Speaking to Time Magazine this week, Nasheed said he had pushed against a “witch hunt” after coming to office: “We didn’t want to purge the military, we didn’t want to purge the police.”
“There were mistakes,” he confessed. “One thing the international community finds it difficult to understand was the arresting of the judge. He asked a child to re-enact a child-abuse case in the court. The whole country was disgusted by it. The very next week, he gives an order for a murderer to be released because the Ministry of Health didn’t have a death certificate. And then [the released man] goes out and murders again. It was like releasing a hit man so he could go out and make another hit. The whole picture was getting very, very clear with gangs, drug dealers and with Gayoom and his cronies,” Nasheed told Time.
The government had begged the international community for assistance after detaining the judge, Nasheed said.
“Unfortunately, I kept on asking everyone – the Commonwealth, the EU, the Indian government – to assist us in reforming the judiciary. But they were very late in coming. And we didn’t get the necessary help from them,” he said.
“Also we were bringing in reforms very rapidly. We were liberalising the outlook of the country very, very rapidly. Especially with Islamic radicalism. Our ideas of moderation, the moderate Islam — there were some small, entrenched sections that reacted strongly against me. I thought they were odd people here and there. But there was a core of radical Islamists who fueled the coup through media and harping on about how un-Islamic I am. I must confess, I’m not the most pious of the people. But I am a strong believer.”

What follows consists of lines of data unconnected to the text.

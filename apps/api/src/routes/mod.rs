//! HTTP route handlers.
//!
//! One module per resource; each exposes a `*_routes()` builder merged into
//! the `/api` router in [`crate::app`]. Handlers do three things only:
//! shape the payload (via [`crate::payload`]), call a repository, and wrap
//! the result in the `{"success": ...}` envelope.

use axum::response::Html;

pub mod clients;
pub mod invoices;

pub use clients::client_routes;
pub use invoices::invoice_routes;

/// Serves the static front-end page at `/`.
pub async fn index() -> Html<&'static str> {
    Html(include_str!("../../static/index.html"))
}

Nasheed predicted that Gayoom would make a move for the presidency “when he thinks it’s in his hand, when he feels the field is skewed enough in his favor.”
“His designs are to have a stronger hold on power. He would avoid an election. I am sure he would avoid the scheduled election in 2013 as well. He’d try to push back the elections as much as they can. He would talk in words that the international community will like. We had elections in 2008, 2009, 2011 that were all free and fair. But suddenly the US government is saying, ‘Oh Gayoom says, there might be a problem with the election commission.’

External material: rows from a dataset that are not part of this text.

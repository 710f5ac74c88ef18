//! # ledger-db: Database Layer for the Ledger Invoicing Service
//!
//! This crate provides database access for the invoicing API. It uses
//! SQLite for storage with sqlx for async operations.
//!
//! ## Architecture Position
//! ```text
//! ┌─────────────────────────────────────────────────────────────────────┐
//! │                        Ledger Data Flow                             │
//! │                                                                     │
//! │  HTTP handler (POST /api/invoices)                                  │
//! │       │                                                             │
//! │       ▼                                                             │
//! │  ┌───────────────────────────────────────────────────────────────┐ │
//! │  │                   ledger-db (THIS CRATE)                      │ │
//! │  │                                                               │ │
//! │  │  ┌──────────────┐   ┌────────────────┐   ┌────────────────┐  │ │
//! │  │  │   Database   │   │  Repositories  │   │   Migrations   │  │ │
//! │  │  │  (pool.rs)   │◄──│  client.rs     │   │   (embedded)   │  │ │
//! │  │  │  SqlitePool  │   │  invoice.rs    │   │  001_init.sql  │  │ │
//! │  │  └──────────────┘   └────────────────┘   └────────────────┘  │ │
//! │  └───────────────────────────────────────────────────────────────┘ │
//! │       │                                                             │
//! │       ▼                                                             │
//! │  SQLite database file (or :memory: in tests)                        │
//! └─────────────────────────────────────────────────────────────────────┘
//! ```
//!
//! ## Module Organization
//!
//! - [`pool`] - Connection pool creation and configuration
//! - [`migrations`] - Embedded bootstrap schema
//! - [`error`] - Database error types
//! - [`repository`] - Repository implementations (clients, invoices)
//!
//! ## Usage
//!
//! ```rust,ignore
//! use ledger_db::{Database, DbConfig};
//!
//! let db = Database::new(DbConfig::new("ledger.db")).await?;
//! let clients = db.clients().list().await?;
//! ```

// =============================================================================
// Module Declarations
// =============================================================================

pub mod error;
pub mod migrations;
pub mod pool;
pub mod repository;

// =============================================================================
// Re-exports
// =============================================================================

pub use error::{DbError, DbResult};
pub use pool::{Database, DbConfig};

// Repository re-exports for convenience
pub use repository::client::ClientRepository;
pub use repository::invoice::InvoiceRepository;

“This is very strange. At the same time, [Gayoom] will start running things through the military. My fear is that we’re not going back to pre-2008 Maldives. We’re going back to pre-2008 other countries, to Pakistan, perhaps, where the military becomes so strong that they call the shots.”
Nasheed said he was “shocked” at the speed with which the US, India and other countries recognised the new government, especially after “we did so much to encourage internationalism, encourage liberalism, to bring Indian investment — to get rid of anti-India phobia. We tried to have good relations. But when push came to shove, we ended up in the wrong. Somehow we were not the right people to talk to. If you want to be a regional leader, you must be sensible. And consistent. And you should lead. They should protect democracy, and they should be on the side of democrats and human rights.”

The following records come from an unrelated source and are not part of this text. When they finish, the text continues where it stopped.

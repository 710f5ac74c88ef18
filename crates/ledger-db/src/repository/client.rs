//! # Client Repository
//!
//! Database operations for the client registry.
//!
//! Clients are create-only: the API exposes listing and insertion, nothing
//! else. Name uniqueness is case-insensitive and enforced here at
//! application level (a lookup before insert), not by a constraint.

use sqlx::SqlitePool;
use tracing::debug;

use crate::error::DbResult;
use ledger_core::Client;

/// Repository for client database operations.
#[derive(Debug, Clone)]
pub struct ClientRepository {
    pool: SqlitePool,
}

impl ClientRepository {
    /// Creates a new ClientRepository.
    pub fn new(pool: SqlitePool) -> Self {
        ClientRepository { pool }
    }

    /// Lists all clients ordered by name ascending.
    pub async fn list(&self) -> DbResult<Vec<Client>> {
        let clients = sqlx::query_as::<_, Client>(
            r#"
            SELECT id, name, address, email
            FROM clients
            ORDER BY name
            "#,
        )
        .fetch_all(&self.pool)
        .await?;

        Ok(clients)
    }

    /// Looks up a client id by name, case-insensitively.
    ///
    /// Used for the duplicate check before insert: "Acme" and "ACME" are
    /// the same client.
    pub async fn find_id_by_name(&self, name: &str) -> DbResult<Option<i64>> {
        let id = sqlx::query_scalar::<_, i64>(
            r#"
            SELECT id FROM clients
            WHERE LOWER(name) = LOWER(?1)
            "#,
        )
        .bind(name)
        .fetch_optional(&self.pool)
        .await?;

        Ok(id)
    }

    /// Checks whether a client with the given id exists.
    pub async fn exists(&self, id: i64) -> DbResult<bool> {
        let found = sqlx::query_scalar::<_, i64>("SELECT id FROM clients WHERE id = ?1")
            .bind(id)
            .fetch_optional(&self.pool)
            .await?;

        Ok(found.is_some())
    }

    /// Inserts a new client and returns the stored record.
    ///
    /// The caller is expected to have validated and trimmed the name and to
    /// have run the duplicate check first.
    pub async fn insert(&self, name: &str) -> DbResult<Client> {
        debug!(name, "Inserting client");

        let result = sqlx::query("INSERT INTO clients (name) VALUES (?1)")
            .bind(name)
            .execute(&self.pool)
            .await?;

        Ok(Client {
            id: result.last_insert_rowid(),
            name: name.to_string(),
            address: None,
            email: None,
        })
    }
}

// =============================================================================
// Unit Tests
// =============================================================================

#[cfg(test)]
mod tests {
    use super::*;
    use crate::pool::{Database, DbConfig};

    async fn test_db() -> Database {
        Database::new(DbConfig::in_memory()).await.unwrap()
    }

    #[tokio::test]
    async fn test_insert_and_list_ordered_by_name() {
        let db = test_db().await;
        let repo = db.clients();

        repo.insert("Zenith Corp").await.unwrap();
        repo.insert("Acme Traders").await.unwrap();

        let clients = repo.list().await.unwrap();
        assert_eq!(clients.len(), 2);
        assert_eq!(clients[0].name, "Acme Traders");
        assert_eq!(clients[1].name, "Zenith Corp");
    }

    #[tokio::test]
    async fn test_find_id_by_name_is_case_insensitive() {
        let db = test_db().await;
        let repo = db.clients();

        let inserted = repo.insert("Acme Traders").await.unwrap();

        let found = repo.find_id_by_name("ACME TRADERS").await.unwrap();
        assert_eq!(found, Some(inserted.id));

        let missing = repo.find_id_by_name("Nobody").await.unwrap();
        assert_eq!(missing, None);
    }

    #[tokio::test]
    async fn test_exists() {
        let db = test_db().await;
        let repo = db.clients();

        let client = repo.insert("Acme Traders").await.unwrap();
        assert!(repo.exists(client.id).await.unwrap());
        assert!(!repo.exists(client.id + 100).await.unwrap());
    }
}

Nasheed said they tried to encourage him to form a national unity government, “but my point is, why should we try to unify the dictatorship? The coup is not unifying the country – it’s bringing back the old dictatorship. We didn’t want to have a part in it. We beat them in the elections. It’s wrong to talk about governing with Gayoom because he was rejected by the people.”
The international community had slowly begun realigning itself after realising that the ousted government was refusing to be supressed, and had backed early elections – “they should have been the first to say it, not me,” Nasheed noted.
India in particular “has the means” to push for early elections, Nasheed observed.
When those are held, “I am very, very confident that the people will decide upon us. And the thing is not who wins an election – it’s the fact that you have to have one. It’s the fact that a government is formed through the people.”